Search the entries below. Return every line that has "true" in it.

**SOURCE INFORMATION:**
========================================================================

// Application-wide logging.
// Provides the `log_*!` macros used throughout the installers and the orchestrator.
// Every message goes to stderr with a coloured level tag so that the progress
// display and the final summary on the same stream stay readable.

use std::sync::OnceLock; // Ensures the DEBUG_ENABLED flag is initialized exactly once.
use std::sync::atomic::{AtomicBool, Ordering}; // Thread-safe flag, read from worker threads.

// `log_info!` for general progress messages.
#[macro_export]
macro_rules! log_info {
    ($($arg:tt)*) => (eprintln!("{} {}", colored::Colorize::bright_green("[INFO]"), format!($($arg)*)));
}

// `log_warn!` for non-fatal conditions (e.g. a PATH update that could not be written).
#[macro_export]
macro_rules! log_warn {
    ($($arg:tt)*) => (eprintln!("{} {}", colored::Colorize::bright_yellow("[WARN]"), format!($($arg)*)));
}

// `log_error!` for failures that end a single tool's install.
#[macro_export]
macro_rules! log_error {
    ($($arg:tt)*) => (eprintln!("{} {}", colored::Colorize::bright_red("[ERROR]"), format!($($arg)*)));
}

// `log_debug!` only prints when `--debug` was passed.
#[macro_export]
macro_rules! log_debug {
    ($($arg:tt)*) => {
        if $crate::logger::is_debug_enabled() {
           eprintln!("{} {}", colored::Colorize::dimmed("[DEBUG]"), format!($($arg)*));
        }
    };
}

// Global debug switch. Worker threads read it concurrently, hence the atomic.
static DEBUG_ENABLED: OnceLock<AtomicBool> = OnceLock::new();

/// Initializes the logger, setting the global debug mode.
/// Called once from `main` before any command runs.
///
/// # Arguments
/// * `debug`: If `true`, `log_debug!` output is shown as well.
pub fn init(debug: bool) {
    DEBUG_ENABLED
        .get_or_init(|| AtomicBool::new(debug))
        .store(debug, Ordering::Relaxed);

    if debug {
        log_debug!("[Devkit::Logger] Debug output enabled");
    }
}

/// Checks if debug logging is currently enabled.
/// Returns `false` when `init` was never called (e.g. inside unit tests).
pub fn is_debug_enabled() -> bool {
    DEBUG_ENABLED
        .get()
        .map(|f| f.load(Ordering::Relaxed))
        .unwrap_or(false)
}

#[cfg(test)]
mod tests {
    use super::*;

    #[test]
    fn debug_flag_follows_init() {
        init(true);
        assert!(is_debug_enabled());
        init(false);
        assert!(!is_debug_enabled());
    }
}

========================================================================

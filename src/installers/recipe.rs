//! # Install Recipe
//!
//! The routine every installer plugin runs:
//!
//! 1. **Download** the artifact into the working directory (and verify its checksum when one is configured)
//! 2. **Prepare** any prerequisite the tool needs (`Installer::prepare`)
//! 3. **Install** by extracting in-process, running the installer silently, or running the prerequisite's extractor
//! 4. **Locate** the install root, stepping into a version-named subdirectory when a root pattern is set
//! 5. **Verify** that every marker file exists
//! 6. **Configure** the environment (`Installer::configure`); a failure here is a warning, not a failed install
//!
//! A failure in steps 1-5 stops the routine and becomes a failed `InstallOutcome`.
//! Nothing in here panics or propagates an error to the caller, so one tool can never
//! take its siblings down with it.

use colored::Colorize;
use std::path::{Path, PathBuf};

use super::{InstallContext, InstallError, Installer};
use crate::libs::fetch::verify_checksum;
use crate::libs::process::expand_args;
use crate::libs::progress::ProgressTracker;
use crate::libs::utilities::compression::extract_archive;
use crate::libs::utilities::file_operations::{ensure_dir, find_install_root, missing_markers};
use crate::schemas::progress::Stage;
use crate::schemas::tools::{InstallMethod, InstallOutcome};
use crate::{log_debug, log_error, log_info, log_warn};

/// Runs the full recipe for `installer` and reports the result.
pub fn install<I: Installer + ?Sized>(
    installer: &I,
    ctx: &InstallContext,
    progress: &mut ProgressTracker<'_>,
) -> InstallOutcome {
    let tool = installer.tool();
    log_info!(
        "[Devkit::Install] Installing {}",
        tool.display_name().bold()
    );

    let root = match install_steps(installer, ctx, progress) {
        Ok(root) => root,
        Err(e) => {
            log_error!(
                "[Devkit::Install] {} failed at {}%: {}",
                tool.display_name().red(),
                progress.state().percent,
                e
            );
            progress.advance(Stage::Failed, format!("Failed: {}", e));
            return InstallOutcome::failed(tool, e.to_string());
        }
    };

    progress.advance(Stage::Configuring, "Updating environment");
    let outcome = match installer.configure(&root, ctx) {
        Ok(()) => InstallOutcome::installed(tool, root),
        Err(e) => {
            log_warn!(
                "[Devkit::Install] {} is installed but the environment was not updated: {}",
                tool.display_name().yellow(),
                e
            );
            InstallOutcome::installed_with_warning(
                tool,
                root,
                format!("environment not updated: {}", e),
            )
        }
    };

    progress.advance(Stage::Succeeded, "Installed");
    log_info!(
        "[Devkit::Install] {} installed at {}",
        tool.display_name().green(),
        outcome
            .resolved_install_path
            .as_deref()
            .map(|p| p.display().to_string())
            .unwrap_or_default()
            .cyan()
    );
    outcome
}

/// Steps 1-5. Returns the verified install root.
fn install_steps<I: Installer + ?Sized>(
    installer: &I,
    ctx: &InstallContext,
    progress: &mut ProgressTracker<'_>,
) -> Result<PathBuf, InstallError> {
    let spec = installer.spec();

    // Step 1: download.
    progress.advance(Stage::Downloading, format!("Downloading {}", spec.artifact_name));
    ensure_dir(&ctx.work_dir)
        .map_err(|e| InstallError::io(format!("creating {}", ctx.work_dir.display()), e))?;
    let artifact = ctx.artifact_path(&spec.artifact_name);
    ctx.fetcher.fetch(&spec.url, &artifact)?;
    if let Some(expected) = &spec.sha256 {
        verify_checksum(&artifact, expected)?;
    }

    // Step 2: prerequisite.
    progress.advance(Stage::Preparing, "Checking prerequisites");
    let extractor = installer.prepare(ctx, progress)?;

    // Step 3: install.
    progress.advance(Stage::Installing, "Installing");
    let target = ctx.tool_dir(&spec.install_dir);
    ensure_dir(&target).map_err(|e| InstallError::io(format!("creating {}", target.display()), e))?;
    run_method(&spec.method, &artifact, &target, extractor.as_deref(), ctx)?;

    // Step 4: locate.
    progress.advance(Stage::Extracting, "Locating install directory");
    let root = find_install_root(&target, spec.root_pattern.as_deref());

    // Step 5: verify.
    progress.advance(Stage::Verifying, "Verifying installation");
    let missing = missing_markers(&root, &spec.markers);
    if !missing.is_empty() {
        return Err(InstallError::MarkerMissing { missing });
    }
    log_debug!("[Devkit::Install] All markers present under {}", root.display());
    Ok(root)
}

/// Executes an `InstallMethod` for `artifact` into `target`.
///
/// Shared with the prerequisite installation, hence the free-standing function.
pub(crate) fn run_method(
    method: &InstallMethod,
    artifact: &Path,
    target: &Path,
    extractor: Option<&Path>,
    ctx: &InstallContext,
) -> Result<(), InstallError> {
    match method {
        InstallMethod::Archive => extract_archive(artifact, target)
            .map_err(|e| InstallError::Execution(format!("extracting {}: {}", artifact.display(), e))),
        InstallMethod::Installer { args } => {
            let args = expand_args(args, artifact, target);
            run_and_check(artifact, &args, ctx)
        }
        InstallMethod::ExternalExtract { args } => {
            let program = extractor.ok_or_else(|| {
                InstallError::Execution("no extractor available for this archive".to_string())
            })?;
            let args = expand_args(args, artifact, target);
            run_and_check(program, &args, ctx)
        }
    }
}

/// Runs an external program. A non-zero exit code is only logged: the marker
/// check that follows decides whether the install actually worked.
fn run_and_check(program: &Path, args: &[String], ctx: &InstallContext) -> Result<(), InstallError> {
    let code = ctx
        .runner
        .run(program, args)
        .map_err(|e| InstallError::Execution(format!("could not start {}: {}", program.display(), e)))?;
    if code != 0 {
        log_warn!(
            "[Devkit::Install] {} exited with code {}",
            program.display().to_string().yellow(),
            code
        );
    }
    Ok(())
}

========================================================================

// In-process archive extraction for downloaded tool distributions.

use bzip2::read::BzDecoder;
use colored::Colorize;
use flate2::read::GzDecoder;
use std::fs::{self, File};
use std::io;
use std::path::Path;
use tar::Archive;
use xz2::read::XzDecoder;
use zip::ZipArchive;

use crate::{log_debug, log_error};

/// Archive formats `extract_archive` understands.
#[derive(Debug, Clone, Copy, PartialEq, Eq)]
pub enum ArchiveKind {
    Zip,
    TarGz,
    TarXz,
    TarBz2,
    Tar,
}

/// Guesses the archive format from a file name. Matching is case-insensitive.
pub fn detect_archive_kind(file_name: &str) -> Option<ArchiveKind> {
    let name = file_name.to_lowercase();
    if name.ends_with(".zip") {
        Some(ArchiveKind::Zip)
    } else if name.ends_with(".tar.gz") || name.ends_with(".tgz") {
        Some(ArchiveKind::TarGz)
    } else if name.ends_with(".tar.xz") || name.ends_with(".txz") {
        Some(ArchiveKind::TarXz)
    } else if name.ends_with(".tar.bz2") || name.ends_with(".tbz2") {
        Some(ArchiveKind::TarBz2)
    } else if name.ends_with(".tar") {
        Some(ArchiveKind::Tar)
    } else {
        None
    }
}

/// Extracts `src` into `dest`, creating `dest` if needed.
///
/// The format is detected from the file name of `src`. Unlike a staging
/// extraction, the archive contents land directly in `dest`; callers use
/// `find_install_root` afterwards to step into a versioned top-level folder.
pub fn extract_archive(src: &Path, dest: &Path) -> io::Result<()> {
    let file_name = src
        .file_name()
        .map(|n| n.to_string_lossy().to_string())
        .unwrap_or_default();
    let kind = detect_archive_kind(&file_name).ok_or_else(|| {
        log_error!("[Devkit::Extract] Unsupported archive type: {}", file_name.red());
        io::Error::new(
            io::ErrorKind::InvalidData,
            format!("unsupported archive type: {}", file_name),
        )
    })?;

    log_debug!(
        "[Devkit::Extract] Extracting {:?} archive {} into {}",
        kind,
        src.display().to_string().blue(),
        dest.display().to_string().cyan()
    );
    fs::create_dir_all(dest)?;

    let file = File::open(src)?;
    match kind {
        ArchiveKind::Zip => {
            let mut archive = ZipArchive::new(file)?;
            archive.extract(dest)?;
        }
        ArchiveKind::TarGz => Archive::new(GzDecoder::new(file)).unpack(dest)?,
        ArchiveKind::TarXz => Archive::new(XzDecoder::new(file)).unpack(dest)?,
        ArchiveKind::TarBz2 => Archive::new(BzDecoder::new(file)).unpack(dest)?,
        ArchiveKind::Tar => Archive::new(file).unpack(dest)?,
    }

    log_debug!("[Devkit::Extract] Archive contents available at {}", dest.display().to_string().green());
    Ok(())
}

========================================================================

**RESULT OF THIS EXERCISE:**
/// * `debug`: If `true`, `log_debug!` output is shown as well.
        init(true);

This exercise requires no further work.